Data shown:

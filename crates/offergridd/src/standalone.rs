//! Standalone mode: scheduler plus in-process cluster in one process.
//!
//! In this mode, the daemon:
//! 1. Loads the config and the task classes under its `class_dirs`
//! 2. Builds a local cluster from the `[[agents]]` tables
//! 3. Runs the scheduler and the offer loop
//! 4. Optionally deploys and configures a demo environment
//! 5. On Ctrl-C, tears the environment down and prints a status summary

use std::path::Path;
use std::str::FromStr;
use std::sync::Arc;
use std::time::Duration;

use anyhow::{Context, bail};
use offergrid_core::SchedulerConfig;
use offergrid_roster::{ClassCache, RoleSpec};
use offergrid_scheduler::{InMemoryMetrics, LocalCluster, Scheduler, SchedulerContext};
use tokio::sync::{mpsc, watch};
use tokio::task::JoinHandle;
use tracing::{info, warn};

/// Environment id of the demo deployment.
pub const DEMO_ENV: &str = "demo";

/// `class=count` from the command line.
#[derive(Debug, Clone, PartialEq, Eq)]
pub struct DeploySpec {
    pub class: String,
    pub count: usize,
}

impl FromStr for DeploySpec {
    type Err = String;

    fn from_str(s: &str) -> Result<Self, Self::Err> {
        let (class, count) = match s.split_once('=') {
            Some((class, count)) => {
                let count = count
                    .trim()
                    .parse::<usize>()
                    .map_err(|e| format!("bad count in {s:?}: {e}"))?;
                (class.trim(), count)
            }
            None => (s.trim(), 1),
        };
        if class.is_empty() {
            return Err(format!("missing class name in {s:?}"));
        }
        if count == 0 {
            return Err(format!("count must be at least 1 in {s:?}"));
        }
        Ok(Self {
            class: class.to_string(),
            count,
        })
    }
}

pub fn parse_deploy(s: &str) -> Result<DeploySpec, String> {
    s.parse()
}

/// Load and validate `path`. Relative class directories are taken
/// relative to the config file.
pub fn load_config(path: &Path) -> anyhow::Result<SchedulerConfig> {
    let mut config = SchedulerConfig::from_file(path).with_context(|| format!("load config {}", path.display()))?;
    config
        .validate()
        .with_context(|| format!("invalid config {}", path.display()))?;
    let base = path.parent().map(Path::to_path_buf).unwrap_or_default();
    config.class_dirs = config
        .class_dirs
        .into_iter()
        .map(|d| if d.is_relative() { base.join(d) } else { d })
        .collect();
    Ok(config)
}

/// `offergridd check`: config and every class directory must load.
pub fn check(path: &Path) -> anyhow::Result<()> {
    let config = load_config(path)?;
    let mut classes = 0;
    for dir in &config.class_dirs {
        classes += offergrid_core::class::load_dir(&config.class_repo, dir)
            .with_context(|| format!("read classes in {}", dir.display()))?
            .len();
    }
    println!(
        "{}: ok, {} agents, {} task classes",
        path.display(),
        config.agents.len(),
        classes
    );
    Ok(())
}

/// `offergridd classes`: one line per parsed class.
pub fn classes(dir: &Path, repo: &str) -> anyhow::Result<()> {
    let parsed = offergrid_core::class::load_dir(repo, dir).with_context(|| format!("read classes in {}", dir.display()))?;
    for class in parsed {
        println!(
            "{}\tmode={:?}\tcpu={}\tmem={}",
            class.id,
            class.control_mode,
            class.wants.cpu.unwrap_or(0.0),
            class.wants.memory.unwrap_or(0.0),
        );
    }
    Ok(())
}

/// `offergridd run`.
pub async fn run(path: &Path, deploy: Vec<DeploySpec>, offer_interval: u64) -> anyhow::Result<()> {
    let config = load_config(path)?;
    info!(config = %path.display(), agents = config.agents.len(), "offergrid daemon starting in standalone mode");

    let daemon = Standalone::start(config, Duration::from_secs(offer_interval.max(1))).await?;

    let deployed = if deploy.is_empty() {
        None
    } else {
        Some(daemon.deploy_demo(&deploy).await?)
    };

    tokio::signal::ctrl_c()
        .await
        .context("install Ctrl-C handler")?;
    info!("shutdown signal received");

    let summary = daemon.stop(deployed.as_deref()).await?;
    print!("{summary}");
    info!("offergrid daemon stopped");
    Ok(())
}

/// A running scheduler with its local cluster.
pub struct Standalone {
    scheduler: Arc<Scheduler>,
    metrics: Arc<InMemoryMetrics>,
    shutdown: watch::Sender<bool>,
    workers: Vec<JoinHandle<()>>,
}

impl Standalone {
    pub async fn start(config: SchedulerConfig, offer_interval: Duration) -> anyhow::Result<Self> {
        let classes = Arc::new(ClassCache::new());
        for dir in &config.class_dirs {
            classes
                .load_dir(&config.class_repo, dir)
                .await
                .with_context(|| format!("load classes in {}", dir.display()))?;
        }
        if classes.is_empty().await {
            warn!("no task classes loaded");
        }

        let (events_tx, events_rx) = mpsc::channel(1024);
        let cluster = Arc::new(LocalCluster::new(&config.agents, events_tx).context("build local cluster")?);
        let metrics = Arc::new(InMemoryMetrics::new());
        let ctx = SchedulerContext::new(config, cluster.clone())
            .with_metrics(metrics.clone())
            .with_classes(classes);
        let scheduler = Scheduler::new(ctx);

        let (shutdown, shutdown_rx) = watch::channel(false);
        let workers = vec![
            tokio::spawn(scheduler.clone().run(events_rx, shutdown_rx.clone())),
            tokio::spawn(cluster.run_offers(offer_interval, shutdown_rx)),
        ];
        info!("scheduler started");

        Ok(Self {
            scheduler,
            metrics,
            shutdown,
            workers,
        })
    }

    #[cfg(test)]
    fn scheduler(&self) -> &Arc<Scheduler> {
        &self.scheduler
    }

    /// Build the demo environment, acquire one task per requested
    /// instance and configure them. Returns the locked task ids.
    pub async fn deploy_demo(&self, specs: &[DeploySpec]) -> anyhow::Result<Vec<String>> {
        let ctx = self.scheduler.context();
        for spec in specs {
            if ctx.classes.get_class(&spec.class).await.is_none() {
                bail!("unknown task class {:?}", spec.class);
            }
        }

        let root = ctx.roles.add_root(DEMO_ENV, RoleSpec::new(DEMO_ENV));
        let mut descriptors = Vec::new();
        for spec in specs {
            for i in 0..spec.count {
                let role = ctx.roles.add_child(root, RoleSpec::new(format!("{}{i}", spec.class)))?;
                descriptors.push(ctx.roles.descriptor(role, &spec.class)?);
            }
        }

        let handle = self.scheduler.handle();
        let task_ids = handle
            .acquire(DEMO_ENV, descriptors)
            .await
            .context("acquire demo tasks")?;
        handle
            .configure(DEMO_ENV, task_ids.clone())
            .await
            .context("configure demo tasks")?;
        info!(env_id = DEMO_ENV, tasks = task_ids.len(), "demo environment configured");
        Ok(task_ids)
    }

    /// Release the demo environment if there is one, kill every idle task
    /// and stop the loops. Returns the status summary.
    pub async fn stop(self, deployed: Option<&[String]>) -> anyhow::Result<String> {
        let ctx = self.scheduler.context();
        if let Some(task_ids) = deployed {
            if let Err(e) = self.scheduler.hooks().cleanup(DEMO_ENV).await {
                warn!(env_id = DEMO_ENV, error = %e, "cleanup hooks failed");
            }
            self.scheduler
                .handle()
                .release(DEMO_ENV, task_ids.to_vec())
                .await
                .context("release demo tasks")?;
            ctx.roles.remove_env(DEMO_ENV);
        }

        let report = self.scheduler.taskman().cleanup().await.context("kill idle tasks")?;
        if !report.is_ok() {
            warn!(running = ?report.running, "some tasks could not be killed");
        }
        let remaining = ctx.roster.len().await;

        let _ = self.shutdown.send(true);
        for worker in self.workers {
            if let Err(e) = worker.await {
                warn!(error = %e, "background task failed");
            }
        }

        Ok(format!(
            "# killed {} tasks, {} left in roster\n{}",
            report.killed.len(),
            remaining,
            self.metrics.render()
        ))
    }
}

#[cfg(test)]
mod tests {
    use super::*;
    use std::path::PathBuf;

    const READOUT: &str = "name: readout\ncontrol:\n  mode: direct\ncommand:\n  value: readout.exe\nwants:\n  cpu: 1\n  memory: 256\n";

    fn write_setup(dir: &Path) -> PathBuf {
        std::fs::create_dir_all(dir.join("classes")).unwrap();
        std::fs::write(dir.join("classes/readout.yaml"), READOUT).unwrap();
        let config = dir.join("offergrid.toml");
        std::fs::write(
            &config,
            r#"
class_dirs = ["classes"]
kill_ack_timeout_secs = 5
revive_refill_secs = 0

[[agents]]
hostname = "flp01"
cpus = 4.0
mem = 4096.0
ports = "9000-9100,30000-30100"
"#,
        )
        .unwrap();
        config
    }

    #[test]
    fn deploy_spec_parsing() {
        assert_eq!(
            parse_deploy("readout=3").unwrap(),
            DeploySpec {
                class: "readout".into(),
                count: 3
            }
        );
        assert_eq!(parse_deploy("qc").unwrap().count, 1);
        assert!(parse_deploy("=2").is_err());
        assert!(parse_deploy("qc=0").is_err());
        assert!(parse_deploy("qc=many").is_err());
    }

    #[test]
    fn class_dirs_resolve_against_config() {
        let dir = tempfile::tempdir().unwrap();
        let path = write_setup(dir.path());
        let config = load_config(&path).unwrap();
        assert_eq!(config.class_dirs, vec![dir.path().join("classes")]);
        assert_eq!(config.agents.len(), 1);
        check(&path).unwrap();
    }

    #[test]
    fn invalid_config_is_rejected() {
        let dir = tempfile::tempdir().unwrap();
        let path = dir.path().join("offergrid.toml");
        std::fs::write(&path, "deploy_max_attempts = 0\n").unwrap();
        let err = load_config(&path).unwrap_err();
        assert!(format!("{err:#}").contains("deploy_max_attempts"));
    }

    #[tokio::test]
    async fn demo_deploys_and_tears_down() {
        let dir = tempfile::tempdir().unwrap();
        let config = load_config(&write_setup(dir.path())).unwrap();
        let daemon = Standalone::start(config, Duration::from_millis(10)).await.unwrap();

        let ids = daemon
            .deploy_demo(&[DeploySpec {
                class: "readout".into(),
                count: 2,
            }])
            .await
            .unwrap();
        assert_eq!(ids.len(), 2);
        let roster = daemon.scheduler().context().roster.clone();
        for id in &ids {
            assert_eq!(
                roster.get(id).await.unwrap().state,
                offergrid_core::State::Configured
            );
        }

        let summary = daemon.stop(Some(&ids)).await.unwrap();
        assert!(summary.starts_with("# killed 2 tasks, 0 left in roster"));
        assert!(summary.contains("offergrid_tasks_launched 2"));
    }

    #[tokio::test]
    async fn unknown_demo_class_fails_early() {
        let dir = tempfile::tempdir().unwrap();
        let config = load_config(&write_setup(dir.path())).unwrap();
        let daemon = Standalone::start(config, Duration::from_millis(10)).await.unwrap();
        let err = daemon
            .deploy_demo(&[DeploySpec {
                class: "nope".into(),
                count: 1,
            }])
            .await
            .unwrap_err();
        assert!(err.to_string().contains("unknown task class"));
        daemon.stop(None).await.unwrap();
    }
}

What the task asks:
Return, unchanged, the run of lines above that opens with the line containing "use std::time::Duration;" and closes with the line containing "if count == 0". Include both.

Solution to this problem:
use std::time::Duration;

use anyhow::{Context, bail};
use offergrid_core::SchedulerConfig;
use offergrid_roster::{ClassCache, RoleSpec};
use offergrid_scheduler::{InMemoryMetrics, LocalCluster, Scheduler, SchedulerContext};
use tokio::sync::{mpsc, watch};
use tokio::task::JoinHandle;
use tracing::{info, warn};

/// Environment id of the demo deployment.
pub const DEMO_ENV: &str = "demo";

/// `class=count` from the command line.
#[derive(Debug, Clone, PartialEq, Eq)]
pub struct DeploySpec {
    pub class: String,
    pub count: usize,
}

impl FromStr for DeploySpec {
    type Err = String;

    fn from_str(s: &str) -> Result<Self, Self::Err> {
        let (class, count) = match s.split_once('=') {
            Some((class, count)) => {
                let count = count
                    .trim()
                    .parse::<usize>()
                    .map_err(|e| format!("bad count in {s:?}: {e}"))?;
                (class.trim(), count)
            }
            None => (s.trim(), 1),
        };
        if class.is_empty() {
            return Err(format!("missing class name in {s:?}"));
        }
        if count == 0 {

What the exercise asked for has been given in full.